I just finished reading Nexhuman by Francesco Verso, wow, what a book!  A gripping (and maybe creepy?) plotline, a future built around so many “what if” questions, discussion of the unintended consequences of uploading our minds into robot bodies,  this book is like a keystone for so much other science fiction that I’ve read. Lots of hard science questions and possible answers presented in a social scifi / coming of age / doomed romance (maybe they are doomed?) novel that doesn’t shy away from visceral violence. Still thinking about it and putting my thoughts together, and I will probably have to read portions of the book again before writing a review.   Anyway, if you’re looking for something different and smart, something that puts the pieces together, keep your eye out for Nexhuman, out in August from Apex Books. Full review coming soon, when I’m able to talk about this book in coherent sentences.

Needing something a little easier on the gut, I picked up Shadows Over London, by Christian Klaver.  He’s famous for his Supernatural Sherlock Holmes novellas, and I’ve had this Victorian urban fantasy on my shelf for a while.  Christian is a super nice guy, and it’s been too long since I read something of his. 70 or so pages in, and I’m up to my eyeballs in the Seelie Court, the Unseelie Court, a stained glass prison, four siblings who give me some super happy The Lion, The Witch, and The Wardrobe vibes, and way too many cats.  Kinda worried now that this isn’t a happy little Victorian urban fantasy with faeries, kinda thinking there is plenty of violence and death in these pages?  And sorta wanna reread Emma Bull’s War for the Oaks all of a sudden.

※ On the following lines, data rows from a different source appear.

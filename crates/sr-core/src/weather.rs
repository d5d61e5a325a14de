//! Weather-condition labels.
//!
//! A condition is an opaque label taken verbatim from the accident data
//! (`"Rain, Overcast"`).  Filtering is by exact label match; there is no
//! case folding or trimming.

use std::fmt;

/// Conditions scored by default, matching the labels of the reference
/// accident dataset.
pub const DEFAULT_CONDITIONS: [&str; 6] = [
    "Clear",
    "Partially cloudy",
    "Overcast",
    "Rain",
    "Rain, Overcast",
    "Rain, Partially cloudy",
];

/// A weather-condition label.
#[derive(Clone, Debug, PartialEq, Eq, Hash, PartialOrd, Ord)]
#[cfg_attr(feature = "serde", derive(serde::Serialize, serde::Deserialize))]
#[cfg_attr(feature = "serde", serde(transparent))]
pub struct WeatherCondition(String);

impl WeatherCondition {
    pub fn new(label: impl Into<String>) -> Self {
        Self(label.into())
    }

    /// The label exactly as it appears in the accident data.
    pub fn label(&self) -> &str {
        &self.0
    }

    /// File stem of this condition's persisted risk table.
    ///
    /// `", "` becomes `"_"` first, then every remaining `" "` becomes `"_"`:
    /// `"Rain, Partially cloudy"` → `"Rain_Partially_cloudy"`.  Producers and
    /// consumers of risk tables must agree on this mapping byte for byte.
    pub fn file_stem(&self) -> String {
        self.0.replace(", ", "_").replace(' ', "_")
    }

    /// The default condition set as owned values.
    pub fn defaults() -> Vec<WeatherCondition> {
        DEFAULT_CONDITIONS.iter().map(|c| WeatherCondition::new(*c)).collect()
    }
}

impl fmt::Display for WeatherCondition {
    fn fmt(&self, f: &mut fmt::Formatter<'_>) -> fmt::Result {
        f.write_str(&self.0)
    }
}

impl From<&str> for WeatherCondition {
    fn from(s: &str) -> Self {
        Self::new(s)
    }
}
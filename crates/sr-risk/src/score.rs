//! Per-road weight accumulation and normalization for one condition.

use log::debug;
use rustc_hash::FxHashMap;

use sr_core::{RiskTable, RiskWeighting, WeatherCondition};

use crate::accident::AccidentRecord;

/// Computes the weight one accident contributes to its road.
#[derive(Copy, Clone, Debug, PartialEq)]
pub struct RecordWeigher {
    weighting: RiskWeighting,
    /// Largest finite visibility across the whole accident set.
    max_visibility: f64,
}

impl RecordWeigher {
    /// `max_visibility` is only consulted by [`RiskWeighting::Visibility`];
    /// `None` there makes every weight `NaN`.
    pub fn new(weighting: RiskWeighting, max_visibility: Option<f64>) -> Self {
        Self { weighting, max_visibility: max_visibility.unwrap_or(f64::NAN) }
    }

    /// `1` per record, or `1 + max_visibility - visibility`.  `NaN` when the
    /// record's visibility is unknown.
    #[inline]
    pub fn weight(&self, record: &AccidentRecord) -> f64 {
        match self.weighting {
            RiskWeighting::Count => 1.0,
            RiskWeighting::Visibility => 1.0 + self.max_visibility - record.visibility,
        }
    }
}

/// Accumulated weight per road name for one condition.
#[derive(Clone, Debug, Default)]
pub struct RoadWeights {
    weights: FxHashMap<String, f64>,
    skipped: usize,
}

impl RoadWeights {
    pub fn new() -> Self {
        Self::default()
    }

    /// Add `weight` to `road`.  `NaN` weights are dropped entirely: the road
    /// is not even recorded as observed.
    pub fn add(&mut self, road: &str, weight: f64) {
        if weight.is_nan() {
            self.skipped += 1;
            return;
        }
        *self.weights.entry(road.to_owned()).or_insert(0.0) += weight;
    }

    /// Accumulated weight of `road`, `0.0` if unobserved.
    pub fn accumulated(&self, road: &str) -> f64 {
        self.weights.get(road).copied().unwrap_or(0.0)
    }

    /// Records dropped for an undefined weight.
    pub fn skipped(&self) -> usize {
        self.skipped
    }

    pub fn road_count(&self) -> usize {
        self.weights.len()
    }

    /// Largest accumulated weight; `1.0` when nothing positive was recorded,
    /// so normalizing an empty condition divides by one.
    pub fn denominator(&self) -> f64 {
        let max = self.weights.values().copied().fold(0.0, f64::max);
        if max > 0.0 { max } else { 1.0 }
    }

    /// Divide every road's weight by the largest one.
    pub fn normalize(self, condition: WeatherCondition) -> RiskTable {
        let denom = self.denominator();
        debug!(
            "{:?}: {} roads, denominator {denom}, {} records skipped",
            condition.label(),
            self.weights.len(),
            self.skipped
        );
        RiskTable::from_scores(condition, self.weights.into_iter().map(|(road, w)| (road, w / denom)))
    }
}

/// Accumulate the records whose label is exactly `condition`.
///
/// Each record is paired with the road name it was matched to; unmatched
/// records (`None`) are ignored.
pub fn accumulate<'a, I>(records: I, condition: &WeatherCondition, weigher: &RecordWeigher) -> RoadWeights
where
    I: IntoIterator<Item = (&'a AccidentRecord, Option<&'a str>)>,
{
    let mut weights = RoadWeights::new();
    for (record, road) in records {
        if record.condition != condition.label() {
            continue;
        }
        if let Some(road) = road {
            weights.add(road, weigher.weight(record));
        }
    }
    weights
}
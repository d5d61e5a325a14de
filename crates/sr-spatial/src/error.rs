//! Spatial-subsystem error type.

use thiserror::Error;

use sr_core::{EdgeId, NodeId};

use crate::network::EdgeRef;

/// Errors produced by `sr-spatial`.
#[derive(Debug, Error)]
pub enum SpatialError {
    #[error("node {0} not found in network")]
    NodeNotFound(NodeId),

    #[error("edge {0} not found in network")]
    EdgeNotFound(EdgeRef),

    #[error("edge id {0} is out of range for this network")]
    UnknownEdgeId(EdgeId),

    #[error("no path from {from} to {to}")]
    NoPathFound { from: NodeId, to: NodeId },

    #[error("network has no nodes to snap to")]
    EmptyNetwork,

    #[error("geocoding failed: {0}")]
    Geocode(String),
}

pub type SpatialResult<T> = Result<T, SpatialError>;
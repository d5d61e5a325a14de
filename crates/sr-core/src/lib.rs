//! `sr-core`: foundational types for the `saferoute` workspace.
//!
//! This crate is a dependency of every other `sr-*` crate.  It has no `sr-*`
//! dependencies and minimal external ones (`thiserror`, `rustc-hash`, plus
//! optional `serde`).
//!
//! # What lives here
//!
//! | Module        | Contents                                                |
//! |---------------|---------------------------------------------------------|
//! | [`ids`]       | `NodeId`, `EdgeId`                                      |
//! | [`geo`]       | `GeoPoint`, haversine distance, planar segment distance |
//! | [`weather`]   | `WeatherCondition` and its load-bearing file stem       |
//! | [`risk`]      | `RiskTable`, `UNNAMED_ROAD` sentinel                    |
//! | [`config`]    | `RoutingConfig`, `RiskWeighting`, `AccidentColumns`     |
//! | [`error`]     | `CoreError`, `CoreResult`                               |
//!
//! # Feature flags
//!
//! | Flag    | Effect                                                     |
//! |---------|------------------------------------------------------------|
//! | `serde` | Adds `Serialize`/`Deserialize` to public types.            |

pub mod config;
pub mod error;
pub mod geo;
pub mod ids;
pub mod risk;
pub mod weather;

#[cfg(test)]
mod tests;

// ── Re-exports ────────────────────────────────────────────────────────────────

pub use config::{AccidentColumns, RiskWeighting, RoutingConfig};
pub use error::{CoreError, CoreResult};
pub use geo::GeoPoint;
pub use ids::{EdgeId, NodeId};
pub use risk::{RiskTable, UNNAMED_ROAD};
pub use weather::WeatherCondition;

On the short fiction front,  I found my way to Cat Pictures Please, (Clarkesworld) by Naomi Kritzer, and Fandom for Robots, (Uncanny) by Vina Jie-Min Prasad.  Stories told by sentient AIs? I can’t get enough of it!  A robot figuring out how to act like a human, how to understand all the weird shit humans do. . . it helps me feel normal that sometimes even I don’t understand the weird shit humans do.   You should go read those short stories I linked to. Each one is a five minute read, but they are so good you will wish they were longer. It’s ok, you can read them again.

 

I promised you pigs and jellyfish princesses, didn’t I.  Pigs first! If you are as obsessed with Fullmetal Alchemist as I am (omg, did you see? They are releasing hardcover editions!  Goodbye $300!), then you know the creator behind that series, Hiromu Arakawa, has another manga series called Silver Spoon.  Silver Spoon is just a high school slice of life story – no magic, no fantasy, nothing supernatural. All these students are at an agricultural high school, many of them are expected to take over their family’s farms and agro-businesses. The main character is a city boy, and he chose this school to get as far away from his overbearing parents as possible. He doesn’t know the first thing about chickens or horses or pigs, and he finds himself fascinated by understanding more about where our food comes from.   

 

So much food and animal science, I love it!!! This is a great manga if you don’t think you like manga. It has ZERO annoying tropes, great characters, excellent art, and food science! Like why you need to age pork for a few days.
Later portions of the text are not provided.